Menu

Arsenal ze Szczęsnym powalczy o rekordowe 12. trofeum

Arsenal ze Szczęsnym powalczy o rekordowe 12. trofeum
Wojciech Szczęsny świetuje z kolegami z Arsenalu (Fot. Getty Images)
W sobotnie popołudnie piłkarze Arsenalu Londyn zagrają na Wembley z Aston Villą w finale Pucharu Anglii. W składzie 'Kanonierów', którzy będą mieli okazję zdobyć to trofeum po raz 12. w 19. próbie, wystąpi prawdopodobnie bramkarz Wojciech Szczęsny.
Reklama
Reklama

Polak stracił na początku tego roku miejsce w podstawowej jedenastce Arsenalu na rzecz Kolumbijczyka Davida Ospiny, ale regularnie występował w FA Cup, najstarszych na świecie rozgrywkach piłkarskich.

"Kanonierzy", którzy triumfowali w Pucharze Anglii w poprzednim sezonie, są faworytem starcia z ekipą z Birmingham. Aston Villa święciła największe triumfy pół wieku temu - w 1957 roku pokonała w finale Manchester United 2:1, zdobywając trofeum po raz siódmy, co było wówczas rekordem. Od tego czasu nie powiększyła dorobku, a miała na to tylko jedną okazję - w roku 2000, gdy uległa Chelsea Londyn.

Łącznie obie drużyny grały w finale 30-krotnie. Udział Arsenalu w nim po raz 19. jest rekordem, a w razie 12. zwycięstwa "Kanonierzy" pobiją najlepszy wynik wszech czasów także pod tym względem.

Trener Arsene Wenger ma już w dorobku pięć triumfów w FA Cup w ciągu 19 lat pracy. Jego rywal Tim Sherwood prowadzi Aston Villę od... dwóch miesięcy.

"Sherwood spisuje się naprawdę dobrze. Dzięki niemu drużyna ma dużo pewności siebie i częściej atakuje. To silny rywal" - ocenił francuski szkoleniowiec, cytowany na oficjalnej stronie internetowej klubu.

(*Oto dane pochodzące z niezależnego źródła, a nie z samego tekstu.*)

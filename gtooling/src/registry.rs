//! Name-keyed tool registry, built once at startup and then shared read-only.
//!
//! ```rust
//! use gprovider::{ParameterKind, ToolDefinition};
//! use gtooling::{ToolErrorKind, ToolRegistry};
//!
//! let definition = ToolDefinition::new("add", "Adds two numbers")
//!     .param("a", ParameterKind::Number, "First operand")
//!     .param("b", ParameterKind::Number, "Second operand");
//!
//! let mut registry = ToolRegistry::new();
//! registry
//!     .register_sync_fn(definition.clone(), |_args, _ctx| Ok("3".to_string()))
//!     .expect("first registration");
//!
//! let err = registry
//!     .register_sync_fn(definition, |_args, _ctx| Ok("3".to_string()))
//!     .expect_err("duplicate name");
//! assert_eq!(err.kind, ToolErrorKind::Configuration);
//! ```

use std::future::Future;
use std::sync::Arc;

use gcommon::Registry;
use gprovider::ToolDefinition;

use crate::{FunctionTool, Tool, ToolError, ToolExecutionContext};

#[derive(Default)]
pub struct ToolRegistry {
    tools: Registry<String, Arc<dyn Tool>>,
}

impl ToolRegistry {
    pub fn new() -> Self {
        Self::default()
    }

    /// Fails with `Configuration` if a tool with the same name is already present.
    pub fn register<T>(&mut self, tool: T) -> Result<(), ToolError>
    where
        T: Tool + 'static,
    {
        let name = tool.definition().name.clone();
        if name.trim().is_empty() {
            return Err(ToolError::configuration("tool name must not be empty"));
        }

        self.tools
            .insert_unique(name, Arc::new(tool))
            .map_err(|name| {
                ToolError::configuration(format!("tool '{name}' is already registered"))
                    .with_tool_name(name)
            })
    }

    pub fn register_fn<F, Fut>(&mut self, definition: ToolDefinition, handler: F) -> Result<(), ToolError>
    where
        F: Fn(String, ToolExecutionContext) -> Fut + Send + Sync + 'static,
        Fut: Future<Output = Result<String, ToolError>> + Send + 'static,
    {
        self.register(FunctionTool::new(definition, handler))
    }

    pub fn register_sync_fn<F>(&mut self, definition: ToolDefinition, handler: F) -> Result<(), ToolError>
    where
        F: Fn(String, ToolExecutionContext) -> Result<String, ToolError> + Send + Sync + 'static,
    {
        self.register_fn(definition, move |args_json, context| {
            let output = handler(args_json, context);
            async move { output }
        })
    }

    pub fn get(&self, name: &str) -> Option<Arc<dyn Tool>> {
        self.tools.get(name).cloned()
    }

    pub fn contains(&self, name: &str) -> bool {
        self.tools.contains_key(name)
    }

    /// Every tool's declaration, ascending by name.
    pub fn definitions(&self) -> Vec<ToolDefinition> {
        self.tools
            .values()
            .map(|tool| tool.definition().clone())
            .collect()
    }

    pub fn names(&self) -> Vec<String> {
        self.tools.keys().cloned().collect()
    }

    pub fn len(&self) -> usize {
        self.tools.len()
    }

    pub fn is_empty(&self) -> bool {
        self.tools.is_empty()
    }
}
//! Two-operand arithmetic tools.

use gprovider::{ParameterKind, ToolDefinition};
use gtooling::{ToolError, ToolRegistry, parse_json_object, required_f64};

pub fn divide(a: f64, b: f64) -> Result<f64, ToolError> {
    if b == 0.0 {
        return Err(ToolError::invalid_arguments("Cannot divide by zero."));
    }

    Ok(a / b)
}

fn operands(args_json: &str) -> Result<(f64, f64), ToolError> {
    let args = parse_json_object(args_json)?;
    Ok((required_f64(&args, "a")?, required_f64(&args, "b")?))
}

fn definition(name: &str, description: &str) -> ToolDefinition {
    ToolDefinition::new(name, description)
        .param("a", ParameterKind::Number, "First operand")
        .param("b", ParameterKind::Number, "Second operand")
}

pub fn register_math_tools(registry: &mut ToolRegistry) -> Result<(), ToolError> {
    registry.register_sync_fn(
        definition(
            "add",
            "Addition of 2 numbers. Accept decimal and natural numbers. Return the sum of the numbers.",
        ),
        |args, _ctx| {
            let (a, b) = operands(&args)?;
            Ok((a + b).to_string())
        },
    )?;

    registry.register_sync_fn(
        definition(
            "subtract",
            "Subtraction of 2 numbers. Accept decimal and natural numbers. Return the difference of the numbers.",
        ),
        |args, _ctx| {
            let (a, b) = operands(&args)?;
            Ok((a - b).to_string())
        },
    )?;

    registry.register_sync_fn(
        definition(
            "multiply",
            "Multiplication of 2 numbers. Accept decimal and natural numbers. Return the product of the numbers.",
        ),
        |args, _ctx| {
            let (a, b) = operands(&args)?;
            Ok((a * b).to_string())
        },
    )?;

    registry.register_sync_fn(
        definition(
            "divide",
            "Division of 2 numbers. Accept decimal and natural numbers. Return the quotient of the numbers.",
        ),
        |args, _ctx| {
            let (a, b) = operands(&args)?;
            Ok(divide(a, b)?.to_string())
        },
    )
}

Szczególnie dobrze "The Villans" radzą sobie od kiedy zdrowie i formę odzyskał belgijski napastnik Christian Benteke. Od początku marca zdobył 11 bramek, które w dużej mierze pomogły zespołowi utrzymać się w ekstraklasie.

"Myślę, że słabsze wyniki Aston Villi w tym sezonie miały związek z tym, że Benteke nie mógł grać. Jego powrót dał drużynie nową energię. To piłkarz o ogromnym potencjale, który świetnie gra w powietrzu i jest w stanie strzelić gola głową każdej drużynie Premier League" - zaznaczył Wenger.

Francuz nie cieszył się szczególnie po ostatnim gwizdku półfinałowego starcia z Reading (2:1 po dogrywce). Wyglądał raczej, jakby odczuł ulgę, że nie doszło do rzutów karnych. Sherwood natomiast wygraną z Liverpoolem świętował nie powstrzymując się, wspólnie z kibicami.

"Widziałem, jak spokojny był Arsene dzień wcześniej. Podobnie jak ja, on też wie, że nic nie jest jeszcze przesądzone, ale przykro mi - ja nie potrafię być jak on. Byłem przeszczęśliwy i moje emocje po prostu wypłynęły na zewnątrz" - mówił po półfinale.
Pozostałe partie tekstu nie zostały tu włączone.